Decades of discrimination have left the Muslim Rohingya stateless, scattered around the globe and viewed by the United Nations as among the most persecuted minorities on the planet.
About 800,000 Rohingya live in Myanmar, according to the UN, mostly in western Rakhine state, which has been swept by fierce sectarian violence in recent days.
Speaking a Bengali dialect similar to one in southeast Bangladesh, the Sunni Muslim Rohingya have long been treated as "foreign" by the government and many Burmese, a situation activists say has fostered rifts with Rakhine's Buddhists.
Unwanted both by Myanmar and neighbouring Bangladesh - where there are an estimated 300,000 Rohingya - many live in abject poverty with few if any rights or means to support themselves.
Images of squalid camps and reports of perilous attempts to flee to other countries in rickety boats have drawn international attention to their plight in recent years, but their living conditions have scarcely improved.

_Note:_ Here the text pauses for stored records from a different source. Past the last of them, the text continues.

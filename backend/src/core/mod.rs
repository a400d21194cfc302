//! Shared primitives: output rounding and the request clock.

pub mod clock;
pub mod money;

pub use clock::StartTime;
pub use money::round2;
//! Per-order economics
//!
//! Applied in order for each placed order whose route resolved:
//!
//! ```text
//! 1. on_time  = minutes <= base_time + grace          penalty = late_penalty if late
//! 2. bonus    = value * bonus_rate if value > threshold and on_time
//! 3. fuel     = km * fuel_per_km (+ km * surcharge on High traffic)
//! 4. profit   = value + bonus - penalty - fuel
//! ```
//!
//! Values are left unrounded; rounding happens once, in aggregation.

use crate::models::{Route, TrafficLevel};
use crate::rules::SimulationRules;
use serde::{Deserialize, Serialize};

/// Economics of a single delivery
#[derive(Debug, Clone, Copy, PartialEq)]
pub struct OrderEconomics {
    pub penalty: f64,
    pub bonus: f64,
    pub fuel_cost: f64,
    pub profit: f64,
    pub on_time: bool,
}

/// Compute penalty, bonus, fuel cost and profit for one delivery.
///
/// # Example
/// ```
/// use delivery_simulator_core_rs::economics::order_economics;
/// use delivery_simulator_core_rs::{Route, SimulationRules, TrafficLevel};
///
/// let route = Route::new("R1", 20.0, TrafficLevel::Low, 40.0);
/// let econ = order_economics(1500.0, &route, 35.0, &SimulationRules::default());
///
/// assert!(econ.on_time);
/// assert_eq!(econ.bonus, 150.0);
/// assert_eq!(econ.fuel_cost, 100.0);
/// assert_eq!(econ.profit, 1550.0);
/// ```
pub fn order_economics(
    order_value: f64,
    route: &Route,
    minutes: f64,
    rules: &SimulationRules,
) -> OrderEconomics {
    let on_time = minutes <= route.base_time_min + rules.grace_minutes;
    let penalty = if on_time { 0.0 } else { rules.late_penalty };

    let bonus = if order_value > rules.high_value_threshold && on_time {
        order_value * rules.high_value_bonus_rate
    } else {
        0.0
    };

    let fuel_cost = fuel_cost(route, rules);
    let profit = order_value + bonus - penalty - fuel_cost;

    OrderEconomics {
        penalty,
        bonus,
        fuel_cost,
        profit,
        on_time,
    }
}

/// Fuel cost of driving a route once
pub fn fuel_cost(route: &Route, rules: &SimulationRules) -> f64 {
    let mut cost = route.distance_km * rules.fuel_cost_per_km;
    if route.traffic == TrafficLevel::High {
        cost += route.distance_km * rules.high_traffic_surcharge_per_km;
    }
    cost
}

/// Fuel cost totals bucketed by traffic tier
///
/// Serializes as `{"Low": .., "Medium": .., "High": ..}`.
#[derive(Debug, Clone, Copy, Default, PartialEq, Serialize, Deserialize)]
pub struct FuelCosts {
    #[serde(rename = "Low")]
    pub low: f64,
    #[serde(rename = "Medium")]
    pub medium: f64,
    #[serde(rename = "High")]
    pub high: f64,
}

impl FuelCosts {
    pub fn add(&mut self, traffic: TrafficLevel, amount: f64) {
        *self.bucket_mut(traffic) += amount;
    }

    pub fn get(&self, traffic: TrafficLevel) -> f64 {
        match traffic {
            TrafficLevel::Low => self.low,
            TrafficLevel::Medium => self.medium,
            TrafficLevel::High => self.high,
        }
    }

    pub fn total(&self) -> f64 {
        self.low + self.medium + self.high
    }

    /// Apply `f` to every bucket
    pub fn map(self, f: impl Fn(f64) -> f64) -> Self {
        Self {
            low: f(self.low),
            medium: f(self.medium),
            high: f(self.high),
        }
    }

    fn bucket_mut(&mut self, traffic: TrafficLevel) -> &mut f64 {
        match traffic {
            TrafficLevel::Low => &mut self.low,
            TrafficLevel::Medium => &mut self.medium,
            TrafficLevel::High => &mut self.high,
        }
    }
}

#[cfg(test)]
mod tests {
    use super::*;

    fn rules() -> SimulationRules {
        SimulationRules::default()
    }

    #[test]
    fn test_grace_window_boundary_is_on_time() {
        let route = Route::new("R1", 10.0, TrafficLevel::Low, 30.0);
        let econ = order_economics(500.0, &route, 40.0, &rules());
        assert!(econ.on_time);
        assert_eq!(econ.penalty, 0.0);
    }

    #[test]
    fn test_late_delivery_pays_penalty_and_loses_bonus() {
        let route = Route::new("R1", 10.0, TrafficLevel::Low, 30.0);
        let econ = order_economics(2000.0, &route, 40.5, &rules());
        assert!(!econ.on_time);
        assert_eq!(econ.penalty, 50.0);
        assert_eq!(econ.bonus, 0.0);
        assert_eq!(econ.profit, 2000.0 - 50.0 - 50.0);
    }

    #[test]
    fn test_bonus_threshold_is_exclusive() {
        let route = Route::new("R1", 1.0, TrafficLevel::Low, 30.0);
        assert_eq!(order_economics(1000.0, &route, 30.0, &rules()).bonus, 0.0);
        assert!(order_economics(1000.5, &route, 30.0, &rules()).bonus > 100.0);
        assert_eq!(order_economics(2000.0, &route, 30.0, &rules()).bonus, 200.0);
    }

    #[test]
    fn test_high_traffic_surcharge() {
        let high = Route::new("R1", 10.0, TrafficLevel::High, 30.0);
        let medium = Route::new("R2", 10.0, TrafficLevel::Medium, 30.0);
        assert_eq!(fuel_cost(&high, &rules()), 70.0);
        assert_eq!(fuel_cost(&medium, &rules()), 50.0);
    }

    #[test]
    fn test_fuel_costs_buckets() {
        let mut costs = FuelCosts::default();
        costs.add(TrafficLevel::Low, 50.0);
        costs.add(TrafficLevel::High, 70.0);
        costs.add(TrafficLevel::Low, 25.0);
        assert_eq!(costs.get(TrafficLevel::Low), 75.0);
        assert_eq!(costs.get(TrafficLevel::Medium), 0.0);
        assert_eq!(costs.total(), 145.0);

        let json = serde_json::to_value(costs).unwrap();
        assert_eq!(json["High"], 70.0);
    }
}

Myanmar has a multitude of ethnic groups, many of whom have conducted sporadic armed rebellions since independence from Britain in 1948.
But the Rohingya are not officially recognised, partly because of a 1982 law stipulating that minorities must prove they lived in Myanmar prior to 1823 - before the first Anglo-Burmese war - to obtain nationality.
Representatives of the Rohingya say their people were in Myanmar long before then.
"As well as being stateless, Myanmar's Rohingyas are confronted with other forms of persecution, discrimination and exploitation," the United Nation's refugee agency (UNHCR) said in a report published in December.
Such measures included forced labour, restrictions on freedom of movement, lack of land rights, education and public services, it said.
"The Rohingya are virtually friendless amongst Myanmar's other ethnic, linguistic and religious communities," the UNHCR report said.
They are also subject to a rule, embedded in marriage licences, that they are only permitted to have two children, according to rights groups.
Two huge waves of refugees, of approximately 250,000 people each, flooded across the border into Bangladesh in 1978 and 1991-92. Large scale repatriations ensued, with the UN questioning the "voluntary" nature of the moves.
Bangladesh sees the Rohingya people as a major burden on its strained finances and the refugees are blamed for all sorts of crimes in the southeast of the country, ranging from petty theft to drug trafficking.
In recent years, Rohingya migrants have undertaken dangerous voyages by boat towards Malaysia or Thailand, whose navy has in the past been accused of towing them back out to sea.
Around one million Rohingya are now thought to live outside Myanmar, including communities in Pakistan and around 400,000 in Gulf states, according to the UNHCR.
In Rakhine state, they are concentrated mainly in three districts - Maungdaw, Buthidaung and Rathedaung - and many view them with hostility as illegal immigrants from Bangladesh, referring to them as "Bengali".
That animosity extends outside the state and even includes key figures in Myanmar's democratic movement, long supported by the West.
"We want to say clearly that Rohingya are not one of the Myanmar ethnic nationalities," Ko Ko Gyi, a prominent former political prisoner and student activist, told AFP on Saturday.